The Sports Daily > The Giants Cove
SF Giants’ Plan for 2018: Slap a Team Together to Keep the Money Rolling In

The one thing you have to say about the state of the San Francisco Giants is that the team’s front office executives actually seem to have a baseball plan for 2018, and they are proceeding forward with its implementation.

Which doesn’t suggest that, a) it’s a good baseball plan; or, b) it’s a plan that in any way creates or supports sustainable excellence for the San Francisco Giants in or beyond 2018.

I mention those two points because of this: the San Francisco Giants’ plan is not a good baseball plan, and the plan doesn’t support sustainable excellence for the Giants now or in the future.

Quite the opposite.

The Giants’ recent trades for Pirates outfielder Andrew McCutchen and Tampa Bay Rays third baseman Evan Longoria perfectly illustrate the narrow, short term focus of the team’s management and ownership group.

Because all the moves being made this off-season are strictly about the economics of baseball’s wealthiest MLB franchise—ensuring that San Francisco’s enormous revenue streams continue to flow freely and the fanbase is tossed just enough chum so they don’t abandon ship.

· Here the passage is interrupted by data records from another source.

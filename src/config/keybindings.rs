//! Keyboard bindings configuration.

use crate::model::key_action::KeyAction;
use crossterm::event::{KeyCode, KeyEvent, KeyModifiers};
use std::collections::HashMap;

/// Maps keyboard events to domain actions.
///
/// Keys without a binding fall through to text entry, so printable
/// characters are never bound here.
#[derive(Debug, Clone)]
pub struct KeyBindings {
    bindings: HashMap<KeyEvent, KeyAction>,
}

impl KeyBindings {
    /// Look up the action for a key event.
    ///
    /// Only code and modifiers take part in the match; event kind and state
    /// flags are ignored.
    pub fn get(&self, key: KeyEvent) -> Option<KeyAction> {
        self.bindings
            .get(&KeyEvent::new(key.code, key.modifiers))
            .copied()
    }
}

impl Default for KeyBindings {
    fn default() -> Self {
        let mut bindings = HashMap::new();
        let mut bind = |code: KeyCode, modifiers: KeyModifiers, action: KeyAction| {
            bindings.insert(KeyEvent::new(code, modifiers), action);
        };

        // Editing
        bind(KeyCode::Enter, KeyModifiers::NONE, KeyAction::Submit);
        bind(KeyCode::Backspace, KeyModifiers::NONE, KeyAction::DeleteBefore);
        bind(KeyCode::Left, KeyModifiers::NONE, KeyAction::CursorLeft);
        bind(KeyCode::Right, KeyModifiers::NONE, KeyAction::CursorRight);

        // History scrolling
        bind(KeyCode::Up, KeyModifiers::NONE, KeyAction::ScrollUp);
        bind(KeyCode::Down, KeyModifiers::NONE, KeyAction::ScrollDown);
        bind(KeyCode::PageUp, KeyModifiers::NONE, KeyAction::PageUp);
        bind(KeyCode::PageDown, KeyModifiers::NONE, KeyAction::PageDown);
        bind(KeyCode::End, KeyModifiers::NONE, KeyAction::ScrollToBottom);

        // Application
        bind(KeyCode::Char('c'), KeyModifiers::CONTROL, KeyAction::Quit);

        Self { bindings }
    }
}

#[cfg(test)]
mod tests {
    use super::*;
    use crossterm::event::{KeyEventKind, KeyEventState};

    #[test]
    fn enter_submits() {
        let bindings = KeyBindings::default();
        let key = KeyEvent::new(KeyCode::Enter, KeyModifiers::NONE);
        assert_eq!(bindings.get(key), Some(KeyAction::Submit));
    }

    #[test]
    fn ctrl_c_quits() {
        let bindings = KeyBindings::default();
        let key = KeyEvent::new(KeyCode::Char('c'), KeyModifiers::CONTROL);
        assert_eq!(bindings.get(key), Some(KeyAction::Quit));
    }

    #[test]
    fn plain_characters_are_unbound() {
        let bindings = KeyBindings::default();
        for ch in ['c', 'j', 'k', 'q', '/', ' '] {
            let key = KeyEvent::new(KeyCode::Char(ch), KeyModifiers::NONE);
            assert_eq!(bindings.get(key), None, "{:?} should reach the text box", ch);
        }
    }

    #[test]
    fn arrows_split_between_cursor_and_history() {
        let bindings = KeyBindings::default();
        let get = |code| bindings.get(KeyEvent::new(code, KeyModifiers::NONE));
        assert_eq!(get(KeyCode::Left), Some(KeyAction::CursorLeft));
        assert_eq!(get(KeyCode::Right), Some(KeyAction::CursorRight));
        assert_eq!(get(KeyCode::Up), Some(KeyAction::ScrollUp));
        assert_eq!(get(KeyCode::Down), Some(KeyAction::ScrollDown));
    }

    #[test]
    fn lookup_ignores_event_kind_and_state() {
        let bindings = KeyBindings::default();
        let key = KeyEvent {
            code: KeyCode::Backspace,
            modifiers: KeyModifiers::NONE,
            kind: KeyEventKind::Repeat,
            state: KeyEventState::NUM_LOCK,
        };
        assert_eq!(bindings.get(key), Some(KeyAction::DeleteBefore));
    }
}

If that sounds a little harsh it is because the high stakes business environment of Major League Baseball is a tough, unforgiving playground. You either continue to move ahead or you’re on the outside of the playground looking in.

And the San Francisco Giants organization has built a brilliantly successful business empire and it’s growing in leaps and bounds. Actually, more like bounding leaps.

Getty images.

But the Giants are much more like Walt Disney World than they are like a successful baseball franchise.

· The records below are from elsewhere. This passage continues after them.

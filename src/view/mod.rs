//! TUI rendering and terminal management (impure shell)

pub mod constants;
pub mod layout;
pub mod styles;

pub use styles::{ColorConfig, EntryStyles};

use crate::config::{KeyBindings, ResolvedConfig};
use crate::model::{AppError, PresentationError, TransportError};
use crate::state::{Effect, SessionState};
use crate::transmit::{Clock, LightSignal, OutputMode, SignalSink, SystemClock};
use crate::transport::{Link, Transport};
use constants::{ACTIVE_POLL, IDLE_POLL, MOUSE_SCROLL_LINES};
use crossterm::{
    event::{self, Event, KeyCode, KeyEvent, KeyEventKind, KeyModifiers, MouseEvent, MouseEventKind},
    terminal::{disable_raw_mode, enable_raw_mode, EnterAlternateScreen, LeaveAlternateScreen},
    ExecutableCommand,
};
use ratatui::{backend::CrosstermBackend, Terminal};
use std::io::{self, Stdout};
use thiserror::Error;
use tracing::{debug, info, warn};

/// Errors that can occur during TUI operations
#[derive(Debug, Error)]
pub enum TuiError {
    /// IO error during terminal operations
    #[error("Terminal IO error: {0}")]
    Io(#[from] io::Error),

    /// Strobe panel could not be updated
    #[error("Presentation error: {0}")]
    Presentation(#[from] PresentationError),

    /// Application error
    #[error("Application error: {0}")]
    App(#[from] AppError),
}

/// Main TUI application
///
/// Generic over backend and clock to support testing with `TestBackend`
/// and a manual clock.
pub struct TuiApp<B, C>
where
    B: ratatui::backend::Backend,
    C: Clock,
{
    terminal: Terminal<B>,
    session: SessionState,
    clock: C,
    transport: Box<dyn Transport>,
    link: Option<Box<dyn Link>>,
    key_bindings: KeyBindings,
    styles: EntryStyles,
    strobe_width: u16,
}

impl TuiApp<CrosstermBackend<Stdout>, SystemClock> {
    /// Create and initialize a new TUI application
    ///
    /// Sets up terminal in raw mode with alternate screen and mouse capture.
    pub fn new(config: &ResolvedConfig, debug: bool) -> Result<Self, TuiError> {
        enable_raw_mode()?;
        let mut stdout = io::stdout();
        stdout.execute(EnterAlternateScreen)?;
        stdout.execute(crossterm::event::EnableMouseCapture)?;
        let backend = CrosstermBackend::new(stdout);
        let terminal = Terminal::new(backend)?;

        Ok(Self::with_parts(
            terminal,
            SessionState::new(
                config.session_settings(debug),
                crate::state::ScreenGeometry::default(),
            ),
            SystemClock::new(),
            Box::new(config.serial_transport()),
            config.strobe_width,
            EntryStyles::new(),
        ))
    }
}

impl<B, C> TuiApp<B, C>
where
    B: ratatui::backend::Backend,
    C: Clock,
{
    /// Assemble an app from its parts and lay the session out for the
    /// terminal's current size.
    pub fn with_parts(
        terminal: Terminal<B>,
        mut session: SessionState,
        clock: C,
        transport: Box<dyn Transport>,
        strobe_width: u16,
        styles: EntryStyles,
    ) -> Self {
        let (width, height) = match terminal.size() {
            Ok(size) => (size.width, size.height),
            Err(_) => (constants::FALLBACK_WIDTH, 24),
        };
        session.resize(layout::chat_geometry(width, height, strobe_width));

        Self {
            terminal,
            session,
            clock,
            transport,
            link: None,
            key_bindings: KeyBindings::default(),
            styles,
            strobe_width,
        }
    }

    /// Banner and first device acquisition.
    ///
    /// # Errors
    ///
    /// In serial output mode without `debug`, failing to find a device is
    /// fatal. Everywhere else the failure is only reported in the history.
    pub fn startup(&mut self) -> Result<(), AppError> {
        self.session.startup();
        match self.connect() {
            Ok(()) => Ok(()),
            Err(err)
                if self.session.settings().output == OutputMode::Serial
                    && !self.session.settings().debug =>
            {
                Err(AppError::Transport(err))
            }
            Err(_) => Ok(()),
        }
    }

    /// Run the main event loop
    ///
    /// Returns when the session asks to quit (`/exit` or Ctrl+C).
    /// Polls with a short timeout while a strobe is in flight so frame
    /// deadlines are serviced between key presses.
    pub fn run(&mut self) -> Result<(), TuiError> {
        self.draw()?;

        while !self.session.should_quit() {
            let timeout = if self.session.is_transmitting() {
                ACTIVE_POLL
            } else {
                IDLE_POLL
            };

            let mut dirty = false;
            if event::poll(timeout)? {
                self.handle_event(event::read()?)?;
                dirty = true;
            }
            dirty |= self.tick()?;

            if dirty {
                self.draw()?;
            }
        }

        info!("Event loop finished");
        Ok(())
    }

    /// Dispatch one terminal event.
    fn handle_event(&mut self, event: Event) -> Result<(), TuiError> {
        match event {
            Event::Key(key) if key.kind != KeyEventKind::Release => self.handle_key(key),
            Event::Mouse(mouse) => {
                self.handle_mouse(mouse);
                Ok(())
            }
            Event::Resize(width, height) => {
                self.handle_resize(width, height);
                Ok(())
            }
            _ => Ok(()),
        }
    }

    /// Handle a keyboard event: bound keys become actions, other printable
    /// characters go to the text box.
    fn handle_key(&mut self, key: KeyEvent) -> Result<(), TuiError> {
        if let Some(action) = self.key_bindings.get(key) {
            let effects = self.session.handle_action(action, self.clock.now_ms());
            return self.apply_effects(effects);
        }

        if let KeyCode::Char(ch) = key.code {
            if !key
                .modifiers
                .intersects(KeyModifiers::CONTROL | KeyModifiers::ALT)
            {
                self.session.insert_char(ch);
            }
        }
        Ok(())
    }

    fn handle_mouse(&mut self, mouse: MouseEvent) {
        match mouse.kind {
            MouseEventKind::ScrollUp => self.session.scroll_by(-MOUSE_SCROLL_LINES),
            MouseEventKind::ScrollDown => self.session.scroll_by(MOUSE_SCROLL_LINES),
            _ => {}
        }
    }

    /// Handle a terminal resize event
    ///
    /// Re-derives wrap, cursor position and scroll offset for the new size.
    fn handle_resize(&mut self, width: u16, height: u16) {
        debug!("Handling resize to {}x{}", width, height);
        self.session
            .resize(layout::chat_geometry(width, height, self.strobe_width));
    }

    fn apply_effects(&mut self, effects: Vec<Effect>) -> Result<(), TuiError> {
        for effect in effects {
            match effect {
                Effect::Connect => {
                    // failure is already reported in the history
                    let _ = self.connect();
                }
                Effect::Write(block) => self.write_block(block.as_bytes()),
                Effect::RunBlocking => self.run_blocking()?,
            }
        }
        Ok(())
    }

    /// Release any held device, then probe for one.
    fn connect(&mut self) -> Result<(), TransportError> {
        self.link = None;
        self.session.connecting();
        match self.transport.open() {
            Ok(link) => {
                info!(location = link.location(), "Device connected");
                self.session.connected(link.location());
                self.link = Some(link);
                Ok(())
            }
            Err(err) => {
                warn!(error = %err, "Device acquisition failed");
                self.session.connect_failed(&err);
                Err(err)
            }
        }
    }

    fn write_block(&mut self, bytes: &[u8]) {
        let result = match self.link.as_mut() {
            Some(link) => link.write(bytes),
            None => Err(TransportError::Disconnected),
        };
        match result {
            Ok(()) => debug!(bytes = bytes.len(), "Block written to device"),
            Err(err) => {
                self.link = None;
                self.session.write_failed(&err);
            }
        }
    }

    /// Advance the interleaved transmission. Returns true if anything changed.
    fn tick(&mut self) -> Result<bool, TuiError> {
        if !self.session.is_transmitting() {
            return Ok(false);
        }
        let before = self.session.panel().transitions();
        self.session.tick(self.clock.now_ms())?;
        Ok(self.session.panel().transitions() != before)
    }

    /// Run the pending strobe to completion, redrawing on every frame.
    /// Input is not read until it finishes.
    fn run_blocking(&mut self) -> Result<(), TuiError> {
        let Some(mut transmission) = self.session.take_transmission() else {
            return Ok(());
        };

        let session = &mut self.session;
        let terminal = &mut self.terminal;
        let styles = self.styles;
        let strobe_width = self.strobe_width;
        let mut sink = |signal: LightSignal| -> Result<(), PresentationError> {
            session.panel_mut().assert_signal(signal)?;
            terminal.draw(|frame| layout::render(frame, session, strobe_width, &styles))?;
            Ok(())
        };

        let report = transmission.run_blocking(&self.clock, &mut sink)?;
        self.session.finish_transmission(report);
        Ok(())
    }

    /// Render the current frame
    fn draw(&mut self) -> Result<(), TuiError> {
        let session = &self.session;
        let styles = &self.styles;
        let strobe_width = self.strobe_width;
        self.terminal
            .draw(|frame| layout::render(frame, session, strobe_width, styles))?;
        Ok(())
    }
}

// ===== Test Helpers =====
//
// The following methods are ONLY for testing within the crate.

#[cfg(test)]
#[allow(dead_code)] // Not all helpers used in every test
impl<B, C> TuiApp<B, C>
where
    B: ratatui::backend::Backend,
    C: Clock,
{
    /// Get reference to session state (test-only accessor)
    pub(crate) fn session(&self) -> &SessionState {
        &self.session
    }

    /// Feed a single terminal event (test-only accessor)
    pub(crate) fn handle_event_test(&mut self, event: Event) -> Result<(), TuiError> {
        self.handle_event(event)
    }

    /// Advance the interleaved strobe once (test-only accessor)
    pub(crate) fn tick_test(&mut self) -> Result<bool, TuiError> {
        self.tick()
    }

    /// Render a single frame (test-only accessor)
    pub(crate) fn render_test(&mut self) -> Result<(), TuiError> {
        self.draw()
    }

    /// Whether a device link is held (test-only accessor)
    pub(crate) fn has_link(&self) -> bool {
        self.link.is_some()
    }

    /// Get reference to terminal (test-only accessor)
    pub(crate) fn terminal(&self) -> &Terminal<B> {
        &self.terminal
    }

    /// Get mutable reference to terminal (test-only accessor)
    pub(crate) fn terminal_mut(&mut self) -> &mut Terminal<B> {
        &mut self.terminal
    }
}

/// Initialize and run the TUI application
///
/// Handles terminal setup, the startup device acquisition, the event loop,
/// and always restores the terminal afterwards.
///
/// Note: Logging must be initialized by caller before calling this function.
pub fn run_with_config(config: &ResolvedConfig, debug: bool) -> Result<(), TuiError> {
    let mut app = TuiApp::new(config, debug)?;

    let result = app
        .startup()
        .map_err(TuiError::from)
        .and_then(|()| app.run());

    // Always restore terminal state
    drop(app);
    restore_terminal()?;

    result
}

/// Restore terminal to normal state
///
/// Disables raw mode, mouse capture, and leaves alternate screen
fn restore_terminal() -> Result<(), TuiError> {
    disable_raw_mode()?;
    io::stdout().execute(crossterm::event::DisableMouseCapture)?;
    io::stdout().execute(LeaveAlternateScreen)?;
    Ok(())
}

Because like Disney World, there’s no way the San Francisco Giants can shut down their mass entertainment venue, even for a second. Because AT&T Park is a prime money generating destination, whether it’s from national and local TV revenue, from MLB’s generous cash distributions to each club, or from the Giants’ pliant, easily manipulated fanbase.

Whatever “baseball” problems need to be fixed will only be fixed with all the rides, attractions, and concessions going on at full speed. Because the customers need to see that it never stops.

Which means there’s only so much you can do on the baseball side before you start getting in the way of that enormously long line of dump trucks filled with cash continually rolling up to AT&T Park.

So not only will the Giants never do a “total rebuild”, at this point they can’t even do a “rolling rebuild” the way the New York Yankees did the past two years. Because Disney World has to appear to be open for business and always loads of fun 24/7.

So how does baseball’s wealthiest franchise work around this annoying problem?

The Giants’ bottom-rated farm system prevents the front office from making high impact trades or getting quality minor league prospects in deals with other organizations. And San Francisco’s ownership would prefer to stay under or near the $197 million luxury tax line in the sand.

Those two immovable rocks led the Giants to recently trade away three of the very few quality minor league prospects in their organization for two aging veterans—McCutchen and Longoria. Both of whom were simply salary dumps by their former clubs.

Think about this. San Francisco had one player on MLB’s top 100 prospects, third baseman Christian Arroyo. To get the 32-year-old Longoria, the Giants traded 22-year-old Arroyo and two promising minor league pitchers, besides picking up most of Longoria’s long-term contract.

In the McCutchen deal, the Giants had to pay $12 million to rent Andrew McCutchen for the 2018 season. But they may have also given up something much more important, and valuable, than mere money—two minor league players with enormous potential.

Sent to the Pirates in the McCutchen deal were pitcher Kyle Crick, 25, who has the potential to be a very effective bullpen piece. And in the modern game, effective relief pitching is now foundational for winning teams.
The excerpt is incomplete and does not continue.